**ASSIGNMENT**
These entries are to be retyped in full, word for word.

# # # #

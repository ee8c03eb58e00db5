//! The assembled front controller.

use std::sync::Arc;

use portico_auth::{Session, UserStore};
use portico_router::{Dispatcher, Outcome, Request, Response};
use sqlx::SqlitePool;
use tracing::info;

use crate::config::{AppConfig, ConfigError};
use crate::controllers::{self, escape_html};
use crate::state::{session_cookie, AppState, SESSION_COOKIE};

/// Route table, controllers and users wired into one dispatcher.
///
/// Built once at start-up; every request borrows it immutably.
pub struct App {
    dispatcher: Dispatcher<AppState>,
    users: Arc<UserStore>,
    debug_trace: bool,
}

impl App {
    /// Builds and validates the application from a declaration.
    pub fn build(config: &AppConfig) -> Result<Self, ConfigError> {
        let table = config.route_table()?;
        let users = Arc::new(config.user_store()?);

        let mut dispatcher = Dispatcher::new(table, controllers::registry()?)?;
        if let Some(login) = &config.login {
            dispatcher = dispatcher.with_login(login)?;
        }

        info!(
            routes = dispatcher.router().table().len(),
            users = users.len(),
            "front controller ready"
        );

        Ok(Self {
            dispatcher,
            users,
            debug_trace: false,
        })
    }

    /// Appends the request diagnostics trailer to every response except the
    /// login prompt.
    #[must_use]
    pub fn with_debug_trace(mut self, enabled: bool) -> Self {
        self.debug_trace = enabled;
        self
    }

    /// The dispatcher.
    pub const fn dispatcher(&self) -> &Dispatcher<AppState> {
        &self.dispatcher
    }

    /// Handles one request with an already loaded session.
    ///
    /// Returns the session as well when a handler changed it.
    pub fn respond(&self, request: &Request, session: Session) -> (Response, Option<Session>) {
        let mut state = AppState::new(session, Arc::clone(&self.users));
        let outcome = self.dispatcher.dispatch(request, &mut state);
        let login_required = matches!(outcome, Ok(Outcome::LoginRequired));
        let mut response = self.dispatcher.render(outcome, request, &mut state);

        if self.debug_trace && !login_required {
            response.push_str(&self.debug_trailer(request));
        }

        let changed = state.is_changed();
        (response, changed.then(|| state.into_session()))
    }

    /// Handles one request, loading and saving its session.
    pub async fn serve(&self, pool: &SqlitePool, request: &Request) -> portico_auth::Result<Response> {
        let session = Session::load_or_new(pool, request.cookie(SESSION_COOKIE)).await?;
        let (response, changed) = self.respond(request, session);

        let Some(session) = changed else {
            return Ok(response);
        };
        session.save(pool).await?;
        Ok(response.header("Set-Cookie", session_cookie(&session)))
    }

    /// Current path, matched route, their segments and the method.
    pub fn debug_trailer(&self, request: &Request) -> String {
        let matched = self
            .dispatcher
            .router()
            .resolve(&request.method, &request.uri)
            .ok()
            .map(|res| res.entry().pattern.pattern().to_string());
        let route_parts: Vec<&str> = matched
            .as_deref()
            .map(|route| route.split('/').collect())
            .unwrap_or_default();

        format!(
            "<br><b>Current URL:</b>{}\
             <br><b>Matched Route:</b>{}\
             <br><b>URL Parts:</b>{}\
             <br><b>Route Parts:</b>{}\
             <br><b>HTTP Method:</b>{}",
            escape_html(&request.path),
            escape_html(matched.as_deref().unwrap_or_default()),
            escape_html(&format!("{:?}", request.path_parts())),
            escape_html(&format!("{route_parts:?}")),
            escape_html(&request.method),
        )
    }
}
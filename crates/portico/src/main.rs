//! portico CLI
//!
//! Runs the front controller as a CGI program, dispatches single requests
//! from the command line and inspects the route table.

use std::io::{self, Read};
use std::path::PathBuf;

use clap::{Parser, Subcommand};
use sqlx::sqlite::SqlitePoolOptions;
use sqlx::SqlitePool;
use tracing::{debug, info, Level};
use tracing_subscriber::FmtSubscriber;

use portico::cgi;
use portico::state::SESSION_COOKIE;
use portico::{App, AppConfig};
use portico_auth::Session;
use portico_router::Request;

/// Front-controller dispatcher for the portico blog.
#[derive(Parser)]
#[command(name = "portico")]
#[command(author, version, about, long_about = None)]
struct Cli {
    /// Route and user declaration (JSON). Uses the built-in one if omitted.
    #[arg(short, long)]
    config: Option<PathBuf>,

    /// Session database URL.
    #[arg(
        short,
        long,
        env = "DATABASE_URL",
        default_value = "sqlite:portico.sqlite3?mode=rwc"
    )]
    database: String,

    /// Enable verbose output.
    #[arg(short, long)]
    verbose: bool,

    /// Append the request diagnostics trailer to every response.
    #[arg(long)]
    debug_trace: bool,

    #[command(subcommand)]
    command: Commands,
}

#[derive(Subcommand)]
enum Commands {
    /// List routes in match order.
    Routes,

    /// Validate the declaration against the registered controllers.
    Check,

    /// Dispatch one request and print the response.
    Dispatch {
        /// HTTP method, e.g. GET.
        method: String,

        /// Request URI, e.g. /blog/cat/tech?page=2.
        uri: String,

        /// Session key to send as the session cookie.
        #[arg(short, long)]
        session: Option<String>,

        /// Form field as key=value; repeatable.
        #[arg(short, long = "form", value_name = "KEY=VALUE")]
        form: Vec<String>,
    },

    /// Serve one CGI request from the environment and stdin.
    Cgi,
}

#[tokio::main]
async fn main() -> anyhow::Result<()> {
    let cli = Cli::parse();

    // Logs go to stderr; stdout carries the response in CGI mode.
    let log_level = if cli.verbose {
        Level::DEBUG
    } else {
        Level::INFO
    };
    let subscriber = FmtSubscriber::builder()
        .with_max_level(log_level)
        .with_target(false)
        .with_writer(io::stderr)
        .without_time()
        .finish();
    tracing::subscriber::set_global_default(subscriber)?;

    let config = AppConfig::load(cli.config.as_deref())?;
    let app = App::build(&config)?.with_debug_trace(cli.debug_trace);

    match cli.command {
        Commands::Routes => {
            println!("{:<8} {:<32} TARGET", "METHOD", "PATTERN");
            println!("{:-<72}", "");
            for entry in app.dispatcher().router().table().iter() {
                println!(
                    "{:<8} {:<32} {}",
                    entry.method.as_str(),
                    entry.pattern.pattern(),
                    entry.target
                );
            }
        }

        Commands::Check => {
            info!("Declaration is valid.");
        }

        Commands::Dispatch {
            method,
            uri,
            session,
            form,
        } => {
            let mut request = Request::new(method, uri).body(form.join("&"));
            if let Some(key) = session {
                request = request.header("Cookie", format!("{SESSION_COOKIE}={key}"));
            }

            let pool = connect(&cli.database).await?;
            let response = app.serve(&pool, &request).await?;
            cgi::write_http(&mut io::stdout().lock(), &response)?;
        }

        Commands::Cgi => {
            let var = |name: &str| std::env::var(name).ok();
            let mut body = Vec::new();
            let len = cgi::content_length(var);
            if len > 0 {
                io::stdin().lock().take(len as u64).read_to_end(&mut body)?;
            }
            let request = cgi::request_from_env(var, body);

            let pool = connect(&cli.database).await?;
            let response = app.serve(&pool, &request).await?;
            cgi::write_response(&mut io::stdout().lock(), &response)?;
        }
    }

    Ok(())
}

async fn connect(database: &str) -> anyhow::Result<SqlitePool> {
    let pool = SqlitePoolOptions::new()
        .max_connections(1)
        .connect(database)
        .await?;
    portico_auth::create_tables(&pool).await?;

    let purged = Session::clear_expired(&pool).await?;
    let live = Session::count(&pool).await?;
    debug!(purged, live, "session store ready");
    Ok(pool)
}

# # # #

**TASK RESPONSE**
repository ee8c03eb58e00db5
//! The assembled front controller.

use std::sync::Arc;

use portico_auth::{Session, UserStore};
use portico_router::{Dispatcher, Outcome, Request, Response};
use sqlx::SqlitePool;
use tracing::info;

use crate::config::{AppConfig, ConfigError};
use crate::controllers::{self, escape_html};
use crate::state::{session_cookie, AppState, SESSION_COOKIE};

/// Route table, controllers and users wired into one dispatcher.
///
/// Built once at start-up; every request borrows it immutably.
pub struct App {
    dispatcher: Dispatcher<AppState>,
    users: Arc<UserStore>,
    debug_trace: bool,
}

impl App {
    /// Builds and validates the application from a declaration.
    pub fn build(config: &AppConfig) -> Result<Self, ConfigError> {
        let table = config.route_table()?;
        let users = Arc::new(config.user_store()?);

        let mut dispatcher = Dispatcher::new(table, controllers::registry()?)?;
        if let Some(login) = &config.login {
            dispatcher = dispatcher.with_login(login)?;
        }

        info!(
            routes = dispatcher.router().table().len(),
            users = users.len(),
            "front controller ready"
        );

        Ok(Self {
            dispatcher,
            users,
            debug_trace: false,
        })
    }

    /// Appends the request diagnostics trailer to every response except the
    /// login prompt.
    #[must_use]
    pub fn with_debug_trace(mut self, enabled: bool) -> Self {
        self.debug_trace = enabled;
        self
    }

    /// The dispatcher.
    pub const fn dispatcher(&self) -> &Dispatcher<AppState> {
        &self.dispatcher
    }

    /// Handles one request with an already loaded session.
    ///
    /// Returns the session as well when a handler changed it.
    pub fn respond(&self, request: &Request, session: Session) -> (Response, Option<Session>) {
        let mut state = AppState::new(session, Arc::clone(&self.users));
        let outcome = self.dispatcher.dispatch(request, &mut state);
        let login_required = matches!(outcome, Ok(Outcome::LoginRequired));
        let mut response = self.dispatcher.render(outcome, request, &mut state);

        if self.debug_trace && !login_required {
            response.push_str(&self.debug_trailer(request));
        }

        let changed = state.is_changed();
        (response, changed.then(|| state.into_session()))
    }

    /// Handles one request, loading and saving its session.
    pub async fn serve(&self, pool: &SqlitePool, request: &Request) -> portico_auth::Result<Response> {
        let session = Session::load_or_new(pool, request.cookie(SESSION_COOKIE)).await?;
        let (response, changed) = self.respond(request, session);

        let Some(session) = changed else {
            return Ok(response);
        };
        session.save(pool).await?;
        Ok(response.header("Set-Cookie", session_cookie(&session)))
    }

    /// Current path, matched route, their segments and the method.
    pub fn debug_trailer(&self, request: &Request) -> String {
        let matched = self
            .dispatcher
            .router()
            .resolve(&request.method, &request.uri)
            .ok()
            .map(|res| res.entry().pattern.pattern().to_string());
        let route_parts: Vec<&str> = matched
            .as_deref()
            .map(|route| route.split('/').collect())
            .unwrap_or_default();

        format!(
            "<br><b>Current URL:</b>{}\
             <br><b>Matched Route:</b>{}\
             <br><b>URL Parts:</b>{}\
             <br><b>Route Parts:</b>{}\
             <br><b>HTTP Method:</b>{}",
            escape_html(&request.path),
            escape_html(matched.as_deref().unwrap_or_default()),
            escape_html(&format!("{:?}", request.path_parts())),
            escape_html(&format!("{route_parts:?}")),
            escape_html(&request.method),
        )
    }
}
filename crates/portico/src/main.rs
//! portico CLI
//!
//! Runs the front controller as a CGI program, dispatches single requests
//! from the command line and inspects the route table.

use std::io::{self, Read};
use std::path::PathBuf;

use clap::{Parser, Subcommand};
use sqlx::sqlite::SqlitePoolOptions;
use sqlx::SqlitePool;
use tracing::{debug, info, Level};
use tracing_subscriber::FmtSubscriber;

use portico::cgi;
use portico::state::SESSION_COOKIE;
use portico::{App, AppConfig};
use portico_auth::Session;
use portico_router::Request;

/// Front-controller dispatcher for the portico blog.
#[derive(Parser)]
#[command(name = "portico")]
#[command(author, version, about, long_about = None)]
struct Cli {
    /// Route and user declaration (JSON). Uses the built-in one if omitted.
    #[arg(short, long)]
    config: Option<PathBuf>,

    /// Session database URL.
    #[arg(
        short,
        long,
        env = "DATABASE_URL",
        default_value = "sqlite:portico.sqlite3?mode=rwc"
    )]
    database: String,

    /// Enable verbose output.
    #[arg(short, long)]
    verbose: bool,

    /// Append the request diagnostics trailer to every response.
    #[arg(long)]
    debug_trace: bool,

    #[command(subcommand)]
    command: Commands,
}

#[derive(Subcommand)]
enum Commands {
    /// List routes in match order.
    Routes,

    /// Validate the declaration against the registered controllers.
    Check,

    /// Dispatch one request and print the response.
    Dispatch {
        /// HTTP method, e.g. GET.
        method: String,

        /// Request URI, e.g. /blog/cat/tech?page=2.
        uri: String,

        /// Session key to send as the session cookie.
        #[arg(short, long)]
        session: Option<String>,

        /// Form field as key=value; repeatable.
        #[arg(short, long = "form", value_name = "KEY=VALUE")]
        form: Vec<String>,
    },

    /// Serve one CGI request from the environment and stdin.
    Cgi,
}

#[tokio::main]
async fn main() -> anyhow::Result<()> {
    let cli = Cli::parse();

    // Logs go to stderr; stdout carries the response in CGI mode.
    let log_level = if cli.verbose {
        Level::DEBUG
    } else {
        Level::INFO
    };
    let subscriber = FmtSubscriber::builder()
        .with_max_level(log_level)
        .with_target(false)
        .with_writer(io::stderr)
        .without_time()
        .finish();
    tracing::subscriber::set_global_default(subscriber)?;

    let config = AppConfig::load(cli.config.as_deref())?;
    let app = App::build(&config)?.with_debug_trace(cli.debug_trace);

    match cli.command {
        Commands::Routes => {
            println!("{:<8} {:<32} TARGET", "METHOD", "PATTERN");
            println!("{:-<72}", "");
            for entry in app.dispatcher().router().table().iter() {
                println!(
                    "{:<8} {:<32} {}",
                    entry.method.as_str(),
                    entry.pattern.pattern(),
                    entry.target
                );
            }
        }

        Commands::Check => {
            info!("Declaration is valid.");
        }

        Commands::Dispatch {
            method,
            uri,
            session,
            form,
        } => {
            let mut request = Request::new(method, uri).body(form.join("&"));
            if let Some(key) = session {
                request = request.header("Cookie", format!("{SESSION_COOKIE}={key}"));
            }

            let pool = connect(&cli.database).await?;
            let response = app.serve(&pool, &request).await?;
            cgi::write_http(&mut io::stdout().lock(), &response)?;
        }

        Commands::Cgi => {
            let var = |name: &str| std::env::var(name).ok();
            let mut body = Vec::new();
            let len = cgi::content_length(var);
            if len > 0 {
                io::stdin().lock().take(len as u64).read_to_end(&mut body)?;
            }
            let request = cgi::request_from_env(var, body);

            let pool = connect(&cli.database).await?;
            let response = app.serve(&pool, &request).await?;
            cgi::write_response(&mut io::stdout().lock(), &response)?;
        }
    }

    Ok(())
}

async fn connect(database: &str) -> anyhow::Result<SqlitePool> {
    let pool = SqlitePoolOptions::new()
        .max_connections(1)
        .connect(database)
        .await?;
    portico_auth::create_tables(&pool).await?;

    let purged = Session::clear_expired(&pool).await?;
    let live = Session::count(&pool).await?;
    debug!(purged, live, "session store ready");
    Ok(pool)
}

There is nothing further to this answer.